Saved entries
○ ○ ○ ○ ○ ○ ○

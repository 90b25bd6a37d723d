//! In-memory controller store

use parking_lot::RwLock;

use super::ControllerStore;
use crate::audit::AuditEvent;
use crate::error::{EdictError, Result};
use crate::model::{
    AgentRecord, ApprovalConfig, ApprovalRecord, AttachmentStatus, Category, ChangeRequest,
    ChangeStatus, ExceptionRequest, Rule, RuleAttachment,
};

#[derive(Debug, Default)]
struct State {
    rules: Vec<Rule>,
    approvals: Vec<ApprovalRecord>,
    approval_configs: Vec<ApprovalConfig>,
    attachments: Vec<RuleAttachment>,
    categories: Vec<Category>,
    agents: Vec<AgentRecord>,
    changes: Vec<ChangeRequest>,
    exceptions: Vec<ExceptionRequest>,
    audit: Vec<AuditEvent>,
    latest_version: u64,
}

/// In-memory storage backend (default)
///
/// Everything is lost on restart. Thread-safe via a single `RwLock`, so each
/// call is atomic with respect to every other call.
#[derive(Debug, Default)]
pub struct InMemoryStore {
    state: RwLock<State>,
}

impl InMemoryStore {
    pub fn new() -> Self {
        Self::default()
    }

    /// Number of audit events recorded so far
    pub fn audit_len(&self) -> usize {
        self.state.read().audit.len()
    }
}

impl ControllerStore for InMemoryStore {
    fn insert_rule(&self, rule: &Rule) -> Result<()> {
        let mut state = self.state.write();
        if state.rules.iter().any(|r| r.id == rule.id) {
            return Err(EdictError::AlreadyExists {
                entity: "rule",
                id: rule.id.clone(),
            });
        }
        state.rules.push(rule.clone());
        Ok(())
    }

    fn update_rule(&self, rule: &Rule) -> Result<()> {
        let mut state = self.state.write();
        let slot = state
            .rules
            .iter_mut()
            .find(|r| r.id == rule.id)
            .ok_or_else(|| EdictError::RuleNotFound {
                rule_id: rule.id.clone(),
            })?;
        *slot = rule.clone();
        Ok(())
    }

    fn delete_rule(&self, rule_id: &str) -> Result<()> {
        let mut state = self.state.write();
        state.rules.retain(|r| r.id != rule_id);
        state.approvals.retain(|a| a.rule_id != rule_id);
        state.attachments.retain(|a| a.rule_id != rule_id);
        Ok(())
    }

    fn get_rule(&self, rule_id: &str) -> Result<Option<Rule>> {
        Ok(self.state.read().rules.iter().find(|r| r.id == rule_id).cloned())
    }

    fn list_rules(&self) -> Result<Vec<Rule>> {
        Ok(self.state.read().rules.clone())
    }

    fn insert_approval(&self, record: &ApprovalRecord) -> Result<()> {
        let mut state = self.state.write();
        if state
            .approvals
            .iter()
            .any(|a| a.rule_id == record.rule_id && a.voter_id == record.voter_id)
        {
            return Err(EdictError::DuplicateVote {
                rule_id: record.rule_id.clone(),
                voter_id: record.voter_id.clone(),
            });
        }
        state.approvals.push(record.clone());
        Ok(())
    }

    fn list_approvals(&self, rule_id: &str) -> Result<Vec<ApprovalRecord>> {
        Ok(self
            .state
            .read()
            .approvals
            .iter()
            .filter(|a| a.rule_id == rule_id)
            .cloned()
            .collect())
    }

    fn clear_approvals(&self, rule_id: &str) -> Result<()> {
        self.state.write().approvals.retain(|a| a.rule_id != rule_id);
        Ok(())
    }

    fn upsert_approval_config(&self, config: &ApprovalConfig) -> Result<()> {
        let mut state = self.state.write();
        state
            .approval_configs
            .retain(|c| !(c.scope == config.scope && c.team_id == config.team_id));
        state.approval_configs.push(config.clone());
        Ok(())
    }

    fn list_approval_configs(&self) -> Result<Vec<ApprovalConfig>> {
        Ok(self.state.read().approval_configs.clone())
    }

    fn insert_attachment(&self, attachment: &RuleAttachment) -> Result<()> {
        let mut state = self.state.write();
        if state
            .attachments
            .iter()
            .any(|a| a.rule_id == attachment.rule_id && a.team_id == attachment.team_id)
        {
            return Err(EdictError::DuplicateAttachment {
                rule_id: attachment.rule_id.clone(),
                team_id: attachment.team_id.clone(),
            });
        }
        state.attachments.push(attachment.clone());
        Ok(())
    }

    fn set_attachment_status(
        &self,
        rule_id: &str,
        team_id: &str,
        status: AttachmentStatus,
    ) -> Result<()> {
        let mut state = self.state.write();
        let slot = state
            .attachments
            .iter_mut()
            .find(|a| a.rule_id == rule_id && a.team_id == team_id)
            .ok_or_else(|| EdictError::TeamNotFound {
                team_id: team_id.to_string(),
            })?;
        slot.status = status;
        Ok(())
    }

    fn list_attachments(&self, rule_id: &str) -> Result<Vec<RuleAttachment>> {
        Ok(self
            .state
            .read()
            .attachments
            .iter()
            .filter(|a| a.rule_id == rule_id)
            .cloned()
            .collect())
    }

    fn upsert_category(&self, category: &Category) -> Result<()> {
        let mut state = self.state.write();
        match state.categories.iter_mut().find(|c| c.id == category.id) {
            Some(slot) => *slot = category.clone(),
            None => state.categories.push(category.clone()),
        }
        Ok(())
    }

    fn list_categories(&self) -> Result<Vec<Category>> {
        Ok(self.state.read().categories.clone())
    }

    fn upsert_agent(&self, agent: &AgentRecord) -> Result<()> {
        let mut state = self.state.write();
        match state.agents.iter_mut().find(|a| a.agent_id == agent.agent_id) {
            Some(slot) => {
                let registered_at = slot.registered_at;
                *slot = agent.clone();
                slot.registered_at = registered_at;
            }
            None => state.agents.push(agent.clone()),
        }
        Ok(())
    }

    fn get_agent(&self, agent_id: &str) -> Result<Option<AgentRecord>> {
        Ok(self
            .state
            .read()
            .agents
            .iter()
            .find(|a| a.agent_id == agent_id)
            .cloned())
    }

    fn list_agents(&self) -> Result<Vec<AgentRecord>> {
        Ok(self.state.read().agents.clone())
    }

    fn insert_change(&self, change: &ChangeRequest) -> Result<()> {
        let mut state = self.state.write();
        if change.is_pending()
            && state.changes.iter().any(|c| {
                c.is_pending() && c.agent_id == change.agent_id && c.file_path == change.file_path
            })
        {
            return Err(EdictError::AlreadyExists {
                entity: "pending change request",
                id: format!("{}:{}", change.agent_id, change.file_path),
            });
        }
        state.changes.push(change.clone());
        Ok(())
    }

    fn update_change(&self, change: &ChangeRequest) -> Result<()> {
        let mut state = self.state.write();
        let slot = state
            .changes
            .iter_mut()
            .find(|c| c.id == change.id)
            .ok_or_else(|| EdictError::ChangeNotFound {
                change_id: change.id.clone(),
            })?;
        *slot = change.clone();
        Ok(())
    }

    fn get_change(&self, change_id: &str) -> Result<Option<ChangeRequest>> {
        Ok(self
            .state
            .read()
            .changes
            .iter()
            .find(|c| c.id == change_id)
            .cloned())
    }

    fn find_pending_change(
        &self,
        agent_id: &str,
        file_path: &str,
    ) -> Result<Option<ChangeRequest>> {
        Ok(self
            .state
            .read()
            .changes
            .iter()
            .find(|c| c.is_pending() && c.agent_id == agent_id && c.file_path == file_path)
            .cloned())
    }

    fn list_changes(&self, status: Option<ChangeStatus>) -> Result<Vec<ChangeRequest>> {
        Ok(self
            .state
            .read()
            .changes
            .iter()
            .filter(|c| status.map(|s| c.status == s).unwrap_or(true))
            .cloned()
            .collect())
    }

    fn insert_exception(&self, exception: &ExceptionRequest) -> Result<()> {
        let mut state = self.state.write();
        if state.exceptions.iter().any(|e| e.id == exception.id) {
            return Err(EdictError::AlreadyExists {
                entity: "exception request",
                id: exception.id.clone(),
            });
        }
        state.exceptions.push(exception.clone());
        Ok(())
    }

    fn update_exception(&self, exception: &ExceptionRequest) -> Result<()> {
        let mut state = self.state.write();
        let slot = state
            .exceptions
            .iter_mut()
            .find(|e| e.id == exception.id)
            .ok_or_else(|| EdictError::ExceptionNotFound {
                exception_id: exception.id.clone(),
            })?;
        *slot = exception.clone();
        Ok(())
    }

    fn get_exception(&self, exception_id: &str) -> Result<Option<ExceptionRequest>> {
        Ok(self
            .state
            .read()
            .exceptions
            .iter()
            .find(|e| e.id == exception_id)
            .cloned())
    }

    fn list_exceptions(&self) -> Result<Vec<ExceptionRequest>> {
        Ok(self.state.read().exceptions.clone())
    }

    fn append_audit(&self, event: &AuditEvent) -> Result<()> {
        self.state.write().audit.push(event.clone());
        Ok(())
    }

    fn audit_trail(&self, entity_id: &str) -> Result<Vec<AuditEvent>> {
        Ok(self
            .state
            .read()
            .audit
            .iter()
            .filter(|e| e.entity_id == entity_id)
            .cloned()
            .collect())
    }

    fn latest_version(&self) -> Result<u64> {
        Ok(self.state.read().latest_version)
    }

    fn record_version(&self, version: u64) -> Result<()> {
        let mut state = self.state.write();
        state.latest_version = state.latest_version.max(version);
        Ok(())
    }

    fn health_check(&self) -> Result<()> {
        let _state = self.state.read();
        Ok(())
    }

    fn name(&self) -> &'static str {
        "in-memory"
    }
}

#[cfg(test)]
mod tests {
    use super::*;
    use crate::storage::contract;

    #[test]
    fn test_rules_round_trip() {
        contract::rules_round_trip(&InMemoryStore::new());
    }

    #[test]
    fn test_approvals_are_unique_and_ordered() {
        contract::approvals_are_unique_and_ordered(&InMemoryStore::new());
    }

    #[test]
    fn test_one_pending_change_per_agent_file() {
        contract::one_pending_change_per_agent_file(&InMemoryStore::new());
    }

    #[test]
    fn test_attachments_are_unique() {
        contract::attachments_are_unique(&InMemoryStore::new());
    }

    #[test]
    fn test_version_never_decreases() {
        contract::version_never_decreases(&InMemoryStore::new());
    }

    #[test]
    fn test_audit_trail_in_order() {
        let store = InMemoryStore::new();
        contract::audit_trail_in_order(&store);
        assert_eq!(store.audit_len(), 4);
    }
}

○ ○ ○ ○ ○ ○ ○

What the answer needs is every line from the data above with "AttachmentStatus" in it.

* [Task output]:
    AgentRecord, ApprovalConfig, ApprovalRecord, AttachmentStatus, Category, ChangeRequest,
        status: AttachmentStatus,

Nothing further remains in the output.